US 12,450,928 B2
	Resolution-based extraction of textual content from video of a communication session
Renjie Tao, Sunnyvale, CA (US)
Assigned to Zoom Communications, Inc., San Jose, CA (US)
Filed by Zoom Communications, Inc., San Jose, CA (US)
Filed on Jun. 4, 2022, as Appl. No. 17/832,640.
Prior Publication US 2023/0394858 A1, Dec. 7, 2023
Int. Cl. G06V 30/148 (2022.01); G06V 20/40 (2022.01); G06V 30/146 (2022.01)
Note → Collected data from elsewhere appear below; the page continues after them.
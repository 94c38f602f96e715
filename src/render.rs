use crate::backend::Artifact;
use crate::canvas::{Canvas, Color};
use crate::error::OverlayError;
use crate::font::FontMetrics;
use crate::layout::LayoutResult;

#[derive(Debug, Clone, Copy, PartialEq, Eq, Default)]
pub enum OutlineOffsets {
    Four,
    #[default]
    Eight,
}

impl OutlineOffsets {
    pub fn parse(value: &str) -> Option<Self> {
        match value.trim().to_ascii_lowercase().as_str() {
            "four" | "4" => Some(Self::Four),
            "eight" | "8" => Some(Self::Eight),
            _ => None,
        }
    }
}

/// Outline drawn behind the fill: repeated draws around the glyph position.
#[derive(Debug, Clone, Copy, PartialEq)]
pub struct OutlineSpec {
    pub color: Color,
    pub radius_px: f32,
    pub offsets: OutlineOffsets,
}

impl Default for OutlineSpec {
    fn default() -> Self {
        Self {
            color: Color::BLACK,
            radius_px: 2.0,
            offsets: OutlineOffsets::Eight,
        }
    }
}

impl OutlineSpec {
    pub fn offset_vectors(&self) -> Vec<(f32, f32)> {
        let r = self.radius_px;
        if r <= 0.0 {
            return Vec::new();
        }
        match self.offsets {
            OutlineOffsets::Four => vec![(0.0, -r), (-r, 0.0), (r, 0.0), (0.0, r)],
            OutlineOffsets::Eight => vec![
                (-r, -r),
                (0.0, -r),
                (r, -r),
                (-r, 0.0),
                (r, 0.0),
                (-r, r),
                (0.0, r),
                (r, r),
            ],
        }
    }
}

/// How a target wants outlines delivered.
#[derive(Debug, Clone, Copy, PartialEq, Eq)]
pub enum OutlineStyle {
    /// One draw per offset vector, then the fill.
    OffsetDraws,
    /// A single draw per line carrying the outline as a shadow description.
    Shadow,
}

/// A single text draw at absolute canvas coordinates; `y` is the baseline.
#[derive(Debug, Clone, Copy)]
pub struct DrawText<'a> {
    pub x: f32,
    pub y: f32,
    pub text: &'a str,
    pub color: Color,
    pub font: &'a FontMetrics,
    pub shadow: Option<&'a OutlineSpec>,
}

/// Output surface for one compose call. Targets copy what they need from the
/// canvas and never modify it.
pub trait RenderTarget {
    fn outline_style(&self) -> OutlineStyle {
        OutlineStyle::OffsetDraws
    }

    fn draw_text(&mut self, draw: &DrawText<'_>);

    fn compose(self: Box<Self>, canvas: &Canvas) -> Result<Artifact, OverlayError>;
}

/// Paints every laid-out line: outline first, fill last, so the fill is always
/// on top.
pub fn render_outlined(
    target: &mut dyn RenderTarget,
    layout: &LayoutResult,
    metrics: &FontMetrics,
    fill: Color,
    outline: &OutlineSpec,
) {
    match target.outline_style() {
        OutlineStyle::Shadow => {
            for line in &layout.lines {
                target.draw_text(&DrawText {
                    x: line.x,
                    y: line.baseline,
                    text: &line.text,
                    color: fill,
                    font: metrics,
                    shadow: Some(outline),
                });
            }
        }
        OutlineStyle::OffsetDraws => {
            let offsets = outline.offset_vectors();
            for line in &layout.lines {
                for (dx, dy) in &offsets {
                    target.draw_text(&DrawText {
                        x: line.x + dx,
                        y: line.baseline + dy,
                        text: &line.text,
                        color: outline.color,
                        font: metrics,
                        shadow: None,
                    });
                }
                target.draw_text(&DrawText {
                    x: line.x,
                    y: line.baseline,
                    text: &line.text,
                    color: fill,
                    font: metrics,
                    shadow: None,
                });
            }
        }
    }
}
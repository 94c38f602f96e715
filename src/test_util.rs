pub(crate) fn with_temp_home<F, R>(func: F) -> R
where
    F: FnOnce(&std::path::Path) -> R,
{
    static HOME_MUTEX: std::sync::Mutex<()> = std::sync::Mutex::new(());
    let _guard = HOME_MUTEX
        .lock()
        .unwrap_or_else(|poisoned| poisoned.into_inner());
    let dir = tempfile::tempdir().expect("tempdir");
    let old_home = std::env::var("HOME").ok();
    // Tests touching HOME are serialized by the mutex above.
    unsafe { std::env::set_var("HOME", dir.path()) };
    let result = func(dir.path());
    match old_home {
        Some(old) => unsafe { std::env::set_var("HOME", old) },
        None => unsafe { std::env::remove_var("HOME") },
    }
    result
}
use crate::canvas::Canvas;
use crate::font::FontMetrics;
use crate::wrap::WrappedText;

#[derive(Debug, Clone, Copy, PartialEq)]
pub struct Rect {
    pub x: f32,
    pub y: f32,
    pub width: f32,
    pub height: f32,
}

impl Rect {
    pub fn center(&self) -> (f32, f32) {
        (self.x + self.width * 0.5, self.y + self.height * 0.5)
    }

    pub fn right(&self) -> f32 {
        self.x + self.width
    }

    pub fn bottom(&self) -> f32 {
        self.y + self.height
    }
}

/// One wrapped line in canvas coordinates. `x` is the pen origin, `top` the
/// top of its line box.
#[derive(Debug, Clone, PartialEq)]
pub struct LinePlacement {
    pub text: String,
    pub x: f32,
    pub top: f32,
    pub baseline: f32,
    pub width: f32,
}

#[derive(Debug, Clone, PartialEq)]
pub struct LayoutResult {
    pub bounds: Rect,
    pub line_height: f32,
    pub lines: Vec<LinePlacement>,
}

/// Centers the wrapped block on the canvas and each line within the block.
///
/// A block larger than the canvas stays centered and overflows on every side;
/// there is no shrink-to-fit.
pub fn layout(canvas: &Canvas, wrapped: &WrappedText, metrics: &FontMetrics) -> LayoutResult {
    let canvas_w = canvas.width() as f32;
    let canvas_h = canvas.height() as f32;
    let line_height = metrics.line_height();
    let widths: Vec<f32> = wrapped.iter().map(|line| metrics.text_width(line)).collect();
    let block_w = widths.iter().copied().fold(0.0, f32::max);
    let block_h = wrapped.len() as f32 * line_height;
    let bounds = Rect {
        x: (canvas_w - block_w) * 0.5,
        y: (canvas_h - block_h) * 0.5,
        width: block_w,
        height: block_h,
    };

    let half_leading = (line_height - (metrics.ascent() + metrics.descent())) * 0.5;
    let lines = wrapped
        .iter()
        .zip(widths)
        .enumerate()
        .map(|(idx, (text, width))| {
            let top = bounds.y + idx as f32 * line_height;
            LinePlacement {
                text: text.to_string(),
                x: bounds.x + (block_w - width) * 0.5,
                top,
                baseline: top + half_leading + metrics.ascent(),
                width,
            }
        })
        .collect();

    LayoutResult {
        bounds,
        line_height,
        lines,
    }
}

#[cfg(test)]
mod tests {
    use super::*;
    use crate::font::FontFace;
    use crate::wrap::wrap;
    use std::sync::Arc;

    fn metrics(size: f32) -> FontMetrics {
        FontMetrics::new(Arc::new(FontFace::builtin()), size)
    }

    fn canvas(width: u32, height: u32) -> Canvas {
        Canvas::with_reference(width, height, "bg.png").expect("canvas")
    }

    #[test]
    fn block_is_centered_for_any_line_count() {
        let canvas = canvas(800, 600);
        let metrics = metrics(40.0);
        for count in 1..=8 {
            let lines: Vec<String> = (0..count).map(|idx| "word ".repeat(idx + 1)).collect();
            let wrapped = WrappedText::from(lines);
            let result = layout(&canvas, &wrapped, &metrics);
            let (cx, cy) = result.bounds.center();
            assert!((cx - 400.0).abs() <= 0.5, "cx {} for {} lines", cx, count);
            assert!((cy - 300.0).abs() <= 0.5, "cy {} for {} lines", cy, count);
            assert_eq!(result.lines.len(), count);
        }
    }

    #[test]
    fn lines_stack_downward_without_overlap() {
        let canvas = canvas(400, 400);
        let metrics = metrics(20.0).with_line_spacing(1.25);
        let wrapped = wrap("alpha beta gamma delta epsilon zeta eta theta", 120.0, &metrics);
        let result = layout(&canvas, &wrapped, &metrics);
        assert!(result.lines.len() > 1);
        for pair in result.lines.windows(2) {
            assert!(pair[1].top >= pair[0].top + result.line_height - 1e-3);
            assert!(pair[1].baseline > pair[0].baseline);
        }
        let last = result.lines.last().expect("last line");
        assert!((last.top + result.line_height - result.bounds.bottom()).abs() < 1e-3);
    }

    #[test]
    fn ragged_lines_center_individually() {
        let canvas = canvas(300, 200);
        let metrics = metrics(10.0);
        let wrapped = WrappedText::from(vec!["a".to_string(), "abcdef".to_string()]);
        let result = layout(&canvas, &wrapped, &metrics);
        for line in &result.lines {
            let center = line.x + line.width * 0.5;
            assert!((center - 150.0).abs() < 1e-3);
        }
        assert!(result.lines[0].x > result.lines[1].x);
    }

    #[test]
    fn oversized_block_overflows_but_stays_centered() {
        let canvas = canvas(100, 100);
        let metrics = metrics(12.0);
        let token = "m".repeat(60);
        let wrapped = wrap(&token, 90.0, &metrics);
        let result = layout(&canvas, &wrapped, &metrics);
        assert_eq!(result.lines.len(), 1);
        assert!(result.bounds.x < 0.0);
        assert!(result.bounds.right() > 100.0);
        let (cx, cy) = result.bounds.center();
        assert!((cx - 50.0).abs() <= 0.5);
        assert!((cy - 50.0).abs() <= 0.5);
    }

    #[test]
    fn baseline_sits_inside_line_box() {
        let canvas = canvas(800, 600);
        let metrics = metrics(40.0);
        let wrapped = WrappedText::from(vec!["Hello".to_string()]);
        let result = layout(&canvas, &wrapped, &metrics);
        let line = &result.lines[0];
        assert!(line.baseline > line.top);
        assert!(line.baseline < line.top + result.line_height);
        assert!((line.baseline - 312.0).abs() < 1e-3);
    }
}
CPC G06V 30/153 (2022.01) [G06V 20/46 (2022.01); G06V 20/49 (2022.01); G06V 30/147 (2022.01)]

20 Claims

1. A method, comprising:

receiving video content of a communication session comprising a plurality of participants;

extracting high-resolution versions and low-resolution versions of frames from the video content;

classifying the low-resolution frames of the video content;

identifying one or more low-resolution distinguishing frames comprising text;

for each low-resolution distinguishing frame comprising text:

detecting a title within the frame,

cropping a title area with the title within the frame, and

extracting, via optical character recognition (OCR), the title from the cropped title area of the high-resolution version of the frame;

extracting, via OCR, textual content from the high-resolution versions and the low-resolution distinguishing frames comprising text; and

transmitting, to one or more client devices, the extracted textual content and the extracted titles.